With its extremely focused, snapshot-like view on Sakina and Sirajuddin, the piece evokes a lingering, haunting sense of disquiet, terror, and loss. It leaves only questions and does not hold any answers. The fact that her father is overjoyed to see that she is alive without recognizing her behavior heightens the desolation and horror engulfing the societal landscape of the time, where the fact that one was unmistakably alive was in itself a cause for celebration, regardless of one’s condition. The end of the story, focused on the image of the doctor breaking out into a cold sweat rather than an image of Sakina, is swift and abrupt, forcing the reader to confront the horrors that women have to survive.

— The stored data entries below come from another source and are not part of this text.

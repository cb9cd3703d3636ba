//! Administrative area entity.
//!
//! Areas form a tree: provinces have no parent, cities point at their province,
//! districts point at their city. Lookups only ever walk one level at a time.

use serde::{Deserialize, Serialize};

/// Cache key for the province list
pub const PROVINCE_LIST_KEY: &str = "province_list";

/// Cache key for the direct children of an area
pub fn sub_area_key(area_id: i64) -> String {
    format!("sub_area_{}", area_id)
}

/// Area row as stored in `tb_areas`
#[derive(Debug, Clone, PartialEq, Eq, Serialize, Deserialize)]
pub struct Area {
    pub id: i64,

    pub name: String,

    /// Parent area, `None` for provinces
    pub parent_id: Option<i64>,
}

impl Area {
    pub fn new(id: i64, name: impl Into<String>, parent_id: Option<i64>) -> Self {
        Self {
            id,
            name: name.into(),
            parent_id,
        }
    }

    /// Check whether this area is a top-level province
    pub fn is_province(&self) -> bool {
        self.parent_id.is_none()
    }
}

/// `{id, name}` pair returned to clients
#[derive(Debug, Clone, PartialEq, Eq, Serialize, Deserialize)]
pub struct AreaSummary {
    pub id: i64,
    pub name: String,
}

impl From<&Area> for AreaSummary {
    fn from(area: &Area) -> Self {
        Self {
            id: area.id,
            name: area.name.clone(),
        }
    }
}

/// An area together with its direct children
#[derive(Debug, Clone, PartialEq, Eq, Serialize, Deserialize)]
pub struct SubAreaData {
    pub id: i64,
    pub name: String,
    pub subs: Vec<AreaSummary>,
}

impl SubAreaData {
    /// Build from a parent and its children, keeping the children's order
    pub fn from_parts(parent: &Area, children: &[Area]) -> Self {
        Self {
            id: parent.id,
            name: parent.name.clone(),
            subs: children.iter().map(AreaSummary::from).collect(),
        }
    }
}

#[cfg(test)]
mod tests {
    use super::*;

    #[test]
    fn test_sub_area_key() {
        assert_eq!(sub_area_key(440000), "sub_area_440000");
    }

    #[test]
    fn test_sub_area_data_from_parts() {
        let parent = Area::new(440000, "广东省", None);
        let children = vec![
            Area::new(440100, "广州市", Some(440000)),
            Area::new(440300, "深圳市", Some(440000)),
        ];

        let data = SubAreaData::from_parts(&parent, &children);

        assert!(parent.is_province());
        assert_eq!(data.id, 440000);
        assert_eq!(data.name, "广东省");
        assert_eq!(data.subs.len(), 2);
        assert_eq!(data.subs[1], AreaSummary { id: 440300, name: "深圳市".to_string() });
    }

    #[test]
    fn test_summary_serializes_id_and_name_only() {
        let area = Area::new(110000, "北京市", None);
        let json = serde_json::to_value(AreaSummary::from(&area)).unwrap();
        assert_eq!(json, serde_json::json!({"id": 110000, "name": "北京市"}));
    }
}
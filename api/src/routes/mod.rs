//! HTTP route handlers
//!
//! - `GET /areas/` province list, or `?area_id=` for one area's children
//! - `GET /image_codes/{uuid}/` image challenge
//! - `GET /sms_codes/{mobile}/?image_code=&uuid=` SMS verification code
//! - `GET /health` liveness

pub mod areas;
pub mod health;
pub mod image_codes;
pub mod sms_codes;

use std::sync::Arc;

use mall_core::repositories::AreaRepository;
use mall_core::services::{
    AreaService, CacheServiceTrait, CaptchaRendererTrait, SmsServiceTrait, VerificationService,
};

/// Application state that holds shared services
///
/// `C` backs both the area cache and the verification store; in production
/// these are two instances pointing at different Redis databases.
pub struct AppState<R, C, S, G>
where
    R: AreaRepository,
    C: CacheServiceTrait,
    S: SmsServiceTrait + 'static,
    G: CaptchaRendererTrait,
{
    pub area_service: Arc<AreaService<R, C>>,
    pub verification_service: Arc<VerificationService<S, C, G>>,
}

impl<R, C, S, G> AppState<R, C, S, G>
where
    R: AreaRepository,
    C: CacheServiceTrait,
    S: SmsServiceTrait + 'static,
    G: CaptchaRendererTrait,
{
    pub fn new(
        area_service: Arc<AreaService<R, C>>,
        verification_service: Arc<VerificationService<S, C, G>>,
    ) -> Self {
        Self {
            area_service,
            verification_service,
        }
    }
}
//! Traits for SMS gateway and captcha rendering integration

use async_trait::async_trait;

/// Trait for SMS service integration
#[async_trait]
pub trait SmsServiceTrait: Send + Sync {
    /// Send a verification code via SMS, returning the provider's message id
    ///
    /// `expiry_minutes` is quoted in the message so the user knows how long
    /// the code stays valid.
    async fn send_verification_code(
        &self,
        mobile: &str,
        code: &str,
        expiry_minutes: u64,
    ) -> Result<String, String>;
}

/// Rendered challenge image
#[derive(Debug, Clone, PartialEq, Eq)]
pub struct CaptchaImage {
    pub content_type: String,
    pub bytes: Vec<u8>,
}

/// A freshly drawn challenge
#[derive(Debug, Clone, PartialEq, Eq)]
pub struct GeneratedCaptcha {
    /// Text the user has to read back
    pub answer: String,
    pub image: CaptchaImage,
}

/// Picks a random challenge answer and draws it as an image a human can read
///
/// The answer must not be recoverable from the image bytes by a machine.
pub trait CaptchaRendererTrait: Send + Sync {
    fn generate(&self) -> Result<GeneratedCaptcha, String>;
}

In this manner, “Khol Do,” like The Barefoot Woman, illustrates the damage inflicted upon individuals, especially women, when they are targeted by the perpetrators of severe sectarian violence—and how memory at both an individual and collective level is essential in understanding the extent of such damage. The Barefoot Woman immortalizes the Rwandan genocide by beading together different facets of Tutsi life in exile in honest and quiet prose; while “Khol Do” is not as discursive, it clearly shows the reader intense flashes of violence that continue to reverberate and stun even today. Both texts give the victims and survivors a name and face and remind us that it is important to do so.